:: WHAT IS EXPECTED ::
Please reproduce all of the lines below, word for word and in full.

:: MATERIAL FOR THIS TASK ::
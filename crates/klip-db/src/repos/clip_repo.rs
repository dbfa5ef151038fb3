//! Repository for the `clips` table.

use sqlx::{PgPool, Postgres, Transaction};

use klip_models::{ClipStatus, VideoStatus};

use crate::error::{DbError, DbResult};
use crate::models::{ClipRow, NewClip};

const COLUMNS: &str = "\
    id, video_id, user_id, title, start_time, end_time, format, status, \
    virality, cta, subtitle_segments, watermark, file_path, thumbnail_path, \
    error_message, created_at, updated_at";

pub struct ClipRepo;

impl ClipRepo {
    /// Create the video's clips in one transaction, gated on the video
    /// still being in `analyzing`. The same transaction advances the
    /// video to `generating_clips`, so a concurrent duplicate analyze
    /// run can never double-insert.
    pub async fn create_batch(
        pool: &PgPool,
        video_id: &str,
        user_id: &str,
        clips: &[NewClip],
    ) -> DbResult<Vec<ClipRow>> {
        let mut tx: Transaction<'_, Postgres> = pool.begin().await?;

        let status: Option<(String,)> =
            sqlx::query_as("SELECT status FROM videos WHERE id = $1 FOR UPDATE")
                .bind(video_id)
                .fetch_optional(&mut *tx)
                .await?;
        let status = status.ok_or_else(|| DbError::NotFound {
            entity: "video",
            id: video_id.to_string(),
        })?;
        if VideoStatus::parse(&status.0) != VideoStatus::Analyzing {
            return Err(DbError::StaleStatus {
                entity: "video",
                id: video_id.to_string(),
                expected: VideoStatus::Analyzing.as_str().to_string(),
            });
        }

        let query = format!(
            "INSERT INTO clips (id, video_id, user_id, title, start_time, end_time, \
                                format, status, virality, cta, subtitle_segments, watermark) \
             VALUES ($1, $2, $3, $4, $5, $6, $7, $8, $9, $10, $11, $12) \
             RETURNING {COLUMNS}"
        );
        let mut rows = Vec::with_capacity(clips.len());
        for clip in clips {
            let cta = match &clip.cta {
                Some(cta) => Some(serde_json::to_value(cta)?),
                None => None,
            };
            let row = sqlx::query_as::<_, ClipRow>(&query)
                .bind(&clip.id)
                .bind(video_id)
                .bind(user_id)
                .bind(&clip.title)
                .bind(clip.start_time)
                .bind(clip.end_time)
                .bind(clip.format.as_str())
                .bind(ClipStatus::Pending.as_str())
                .bind(serde_json::to_value(&clip.virality)?)
                .bind(cta)
                .bind(serde_json::to_value(&clip.subtitle_segments)?)
                .bind(clip.watermark)
                .fetch_one(&mut *tx)
                .await?;
            rows.push(row);
        }

        sqlx::query(
            "UPDATE videos SET status = $2, updated_at = NOW() \
             WHERE id = $1 AND status = $3",
        )
        .bind(video_id)
        .bind(VideoStatus::GeneratingClips.as_str())
        .bind(VideoStatus::Analyzing.as_str())
        .execute(&mut *tx)
        .await?;

        tx.commit().await?;
        Ok(rows)
    }

    pub async fn find(pool: &PgPool, clip_id: &str) -> DbResult<Option<ClipRow>> {
        let query = format!("SELECT {COLUMNS} FROM clips WHERE id = $1");
        let row = sqlx::query_as::<_, ClipRow>(&query)
            .bind(clip_id)
            .fetch_optional(pool)
            .await?;
        Ok(row)
    }

    pub async fn get(pool: &PgPool, clip_id: &str) -> DbResult<ClipRow> {
        Self::find(pool, clip_id)
            .await?
            .ok_or_else(|| DbError::NotFound {
                entity: "clip",
                id: clip_id.to_string(),
            })
    }

    pub async fn list_for_video(pool: &PgPool, video_id: &str) -> DbResult<Vec<ClipRow>> {
        let query =
            format!("SELECT {COLUMNS} FROM clips WHERE video_id = $1 ORDER BY created_at, id");
        let rows = sqlx::query_as::<_, ClipRow>(&query)
            .bind(video_id)
            .fetch_all(pool)
            .await?;
        Ok(rows)
    }

    /// Guarded clip status transition, same contract as the video one.
    pub async fn transition(
        pool: &PgPool,
        clip_id: &str,
        from: ClipStatus,
        to: ClipStatus,
    ) -> DbResult<()> {
        if !from.can_transition_to(to) {
            return Err(DbError::IllegalTransition {
                entity: "clip",
                id: clip_id.to_string(),
                from: from.as_str().to_string(),
                to: to.as_str().to_string(),
            });
        }

        let result = sqlx::query(
            "UPDATE clips SET status = $3, updated_at = NOW() \
             WHERE id = $1 AND status = $2",
        )
        .bind(clip_id)
        .bind(from.as_str())
        .bind(to.as_str())
        .execute(pool)
        .await?;

        if result.rows_affected() == 0 {
            return Err(DbError::StaleStatus {
                entity: "clip",
                id: clip_id.to_string(),
                expected: from.as_str().to_string(),
            });
        }
        Ok(())
    }

    /// Commit a finished render: stored paths plus rendering → ready.
    pub async fn mark_ready(
        pool: &PgPool,
        clip_id: &str,
        file_path: &str,
        thumbnail_path: Option<&str>,
    ) -> DbResult<()> {
        let result = sqlx::query(
            "UPDATE clips SET status = 'ready', file_path = $2, thumbnail_path = $3, \
                              updated_at = NOW() \
             WHERE id = $1 AND status = 'rendering'",
        )
        .bind(clip_id)
        .bind(file_path)
        .bind(thumbnail_path)
        .execute(pool)
        .await?;

        if result.rows_affected() == 0 {
            return Err(DbError::StaleStatus {
                entity: "clip",
                id: clip_id.to_string(),
                expected: ClipStatus::Rendering.as_str().to_string(),
            });
        }
        Ok(())
    }

    /// Jump to failed from any non-terminal status.
    pub async fn mark_failed(pool: &PgPool, clip_id: &str, error: &str) -> DbResult<()> {
        sqlx::query(
            "UPDATE clips SET status = 'failed', error_message = $2, updated_at = NOW() \
             WHERE id = $1 AND status NOT IN ('ready', 'failed')",
        )
        .bind(clip_id)
        .bind(error)
        .execute(pool)
        .await?;
        Ok(())
    }

    /// Settle the owning video once its clips reach terminal states:
    /// completed iff all ready, failed iff all failed, otherwise the
    /// video stays in `generating_clips` (stable partial success).
    pub async fn settle_video(pool: &PgPool, video_id: &str) -> DbResult<VideoStatus> {
        let (total, ready, failed): (i64, i64, i64) = sqlx::query_as(
            "SELECT COUNT(*), \
                    COUNT(*) FILTER (WHERE status = 'ready'), \
                    COUNT(*) FILTER (WHERE status = 'failed') \
             FROM clips WHERE video_id = $1",
        )
        .bind(video_id)
        .fetch_one(pool)
        .await?;

        let target = if total > 0 && ready == total {
            VideoStatus::Completed
        } else if total > 0 && failed == total {
            VideoStatus::Failed
        } else {
            return Ok(VideoStatus::GeneratingClips);
        };

        // Another render worker may have settled the video already; a
        // zero-row update here is fine.
        sqlx::query(
            "UPDATE videos SET status = $2, updated_at = NOW() \
             WHERE id = $1 AND status = $3",
        )
        .bind(video_id)
        .bind(target.as_str())
        .bind(VideoStatus::GeneratingClips.as_str())
        .execute(pool)
        .await?;

        Ok(target)
    }
}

:: ANSWER TO THE PROBLEM ::
filename crates/klip-db/src/repos/clip_repo.rs
repository dbfa5ef151038fb3
//! Repository for the `clips` table.

use sqlx::{PgPool, Postgres, Transaction};

use klip_models::{ClipStatus, VideoStatus};

use crate::error::{DbError, DbResult};
use crate::models::{ClipRow, NewClip};

const COLUMNS: &str = "\
    id, video_id, user_id, title, start_time, end_time, format, status, \
    virality, cta, subtitle_segments, watermark, file_path, thumbnail_path, \
    error_message, created_at, updated_at";

pub struct ClipRepo;

impl ClipRepo {
    /// Create the video's clips in one transaction, gated on the video
    /// still being in `analyzing`. The same transaction advances the
    /// video to `generating_clips`, so a concurrent duplicate analyze
    /// run can never double-insert.
    pub async fn create_batch(
        pool: &PgPool,
        video_id: &str,
        user_id: &str,
        clips: &[NewClip],
    ) -> DbResult<Vec<ClipRow>> {
        let mut tx: Transaction<'_, Postgres> = pool.begin().await?;

        let status: Option<(String,)> =
            sqlx::query_as("SELECT status FROM videos WHERE id = $1 FOR UPDATE")
                .bind(video_id)
                .fetch_optional(&mut *tx)
                .await?;
        let status = status.ok_or_else(|| DbError::NotFound {
            entity: "video",
            id: video_id.to_string(),
        })?;
        if VideoStatus::parse(&status.0) != VideoStatus::Analyzing {
            return Err(DbError::StaleStatus {
                entity: "video",
                id: video_id.to_string(),
                expected: VideoStatus::Analyzing.as_str().to_string(),
            });
        }

        let query = format!(
            "INSERT INTO clips (id, video_id, user_id, title, start_time, end_time, \
                                format, status, virality, cta, subtitle_segments, watermark) \
             VALUES ($1, $2, $3, $4, $5, $6, $7, $8, $9, $10, $11, $12) \
             RETURNING {COLUMNS}"
        );
        let mut rows = Vec::with_capacity(clips.len());
        for clip in clips {
            let cta = match &clip.cta {
                Some(cta) => Some(serde_json::to_value(cta)?),
                None => None,
            };
            let row = sqlx::query_as::<_, ClipRow>(&query)
                .bind(&clip.id)
                .bind(video_id)
                .bind(user_id)
                .bind(&clip.title)
                .bind(clip.start_time)
                .bind(clip.end_time)
                .bind(clip.format.as_str())
                .bind(ClipStatus::Pending.as_str())
                .bind(serde_json::to_value(&clip.virality)?)
                .bind(cta)
                .bind(serde_json::to_value(&clip.subtitle_segments)?)
                .bind(clip.watermark)
                .fetch_one(&mut *tx)
                .await?;
            rows.push(row);
        }

        sqlx::query(
            "UPDATE videos SET status = $2, updated_at = NOW() \
             WHERE id = $1 AND status = $3",
        )
        .bind(video_id)
        .bind(VideoStatus::GeneratingClips.as_str())
        .bind(VideoStatus::Analyzing.as_str())
        .execute(&mut *tx)
        .await?;

        tx.commit().await?;
        Ok(rows)
    }

    pub async fn find(pool: &PgPool, clip_id: &str) -> DbResult<Option<ClipRow>> {
        let query = format!("SELECT {COLUMNS} FROM clips WHERE id = $1");
        let row = sqlx::query_as::<_, ClipRow>(&query)
            .bind(clip_id)
            .fetch_optional(pool)
            .await?;
        Ok(row)
    }

    pub async fn get(pool: &PgPool, clip_id: &str) -> DbResult<ClipRow> {
        Self::find(pool, clip_id)
            .await?
            .ok_or_else(|| DbError::NotFound {
                entity: "clip",
                id: clip_id.to_string(),
            })
    }

    pub async fn list_for_video(pool: &PgPool, video_id: &str) -> DbResult<Vec<ClipRow>> {
        let query =
            format!("SELECT {COLUMNS} FROM clips WHERE video_id = $1 ORDER BY created_at, id");
        let rows = sqlx::query_as::<_, ClipRow>(&query)
            .bind(video_id)
            .fetch_all(pool)
            .await?;
        Ok(rows)
    }

    /// Guarded clip status transition, same contract as the video one.
    pub async fn transition(
        pool: &PgPool,
        clip_id: &str,
        from: ClipStatus,
        to: ClipStatus,
    ) -> DbResult<()> {
        if !from.can_transition_to(to) {
            return Err(DbError::IllegalTransition {
                entity: "clip",
                id: clip_id.to_string(),
                from: from.as_str().to_string(),
                to: to.as_str().to_string(),
            });
        }

        let result = sqlx::query(
            "UPDATE clips SET status = $3, updated_at = NOW() \
             WHERE id = $1 AND status = $2",
        )
        .bind(clip_id)
        .bind(from.as_str())
        .bind(to.as_str())
        .execute(pool)
        .await?;

        if result.rows_affected() == 0 {
            return Err(DbError::StaleStatus {
                entity: "clip",
                id: clip_id.to_string(),
                expected: from.as_str().to_string(),
            });
        }
        Ok(())
    }

    /// Commit a finished render: stored paths plus rendering → ready.
    pub async fn mark_ready(
        pool: &PgPool,
        clip_id: &str,
        file_path: &str,
        thumbnail_path: Option<&str>,
    ) -> DbResult<()> {
        let result = sqlx::query(
            "UPDATE clips SET status = 'ready', file_path = $2, thumbnail_path = $3, \
                              updated_at = NOW() \
             WHERE id = $1 AND status = 'rendering'",
        )
        .bind(clip_id)
        .bind(file_path)
        .bind(thumbnail_path)
        .execute(pool)
        .await?;

        if result.rows_affected() == 0 {
            return Err(DbError::StaleStatus {
                entity: "clip",
                id: clip_id.to_string(),
                expected: ClipStatus::Rendering.as_str().to_string(),
            });
        }
        Ok(())
    }

    /// Jump to failed from any non-terminal status.
    pub async fn mark_failed(pool: &PgPool, clip_id: &str, error: &str) -> DbResult<()> {
        sqlx::query(
            "UPDATE clips SET status = 'failed', error_message = $2, updated_at = NOW() \
             WHERE id = $1 AND status NOT IN ('ready', 'failed')",
        )
        .bind(clip_id)
        .bind(error)
        .execute(pool)
        .await?;
        Ok(())
    }

    /// Settle the owning video once its clips reach terminal states:
    /// completed iff all ready, failed iff all failed, otherwise the
    /// video stays in `generating_clips` (stable partial success).
    pub async fn settle_video(pool: &PgPool, video_id: &str) -> DbResult<VideoStatus> {
        let (total, ready, failed): (i64, i64, i64) = sqlx::query_as(
            "SELECT COUNT(*), \
                    COUNT(*) FILTER (WHERE status = 'ready'), \
                    COUNT(*) FILTER (WHERE status = 'failed') \
             FROM clips WHERE video_id = $1",
        )
        .bind(video_id)
        .fetch_one(pool)
        .await?;

        let target = if total > 0 && ready == total {
            VideoStatus::Completed
        } else if total > 0 && failed == total {
            VideoStatus::Failed
        } else {
            return Ok(VideoStatus::GeneratingClips);
        };

        // Another render worker may have settled the video already; a
        // zero-row update here is fine.
        sqlx::query(
            "UPDATE videos SET status = $2, updated_at = NOW() \
             WHERE id = $1 AND status = $3",
        )
        .bind(video_id)
        .bind(target.as_str())
        .bind(VideoStatus::GeneratingClips.as_str())
        .execute(pool)
        .await?;

        Ok(target)
    }
}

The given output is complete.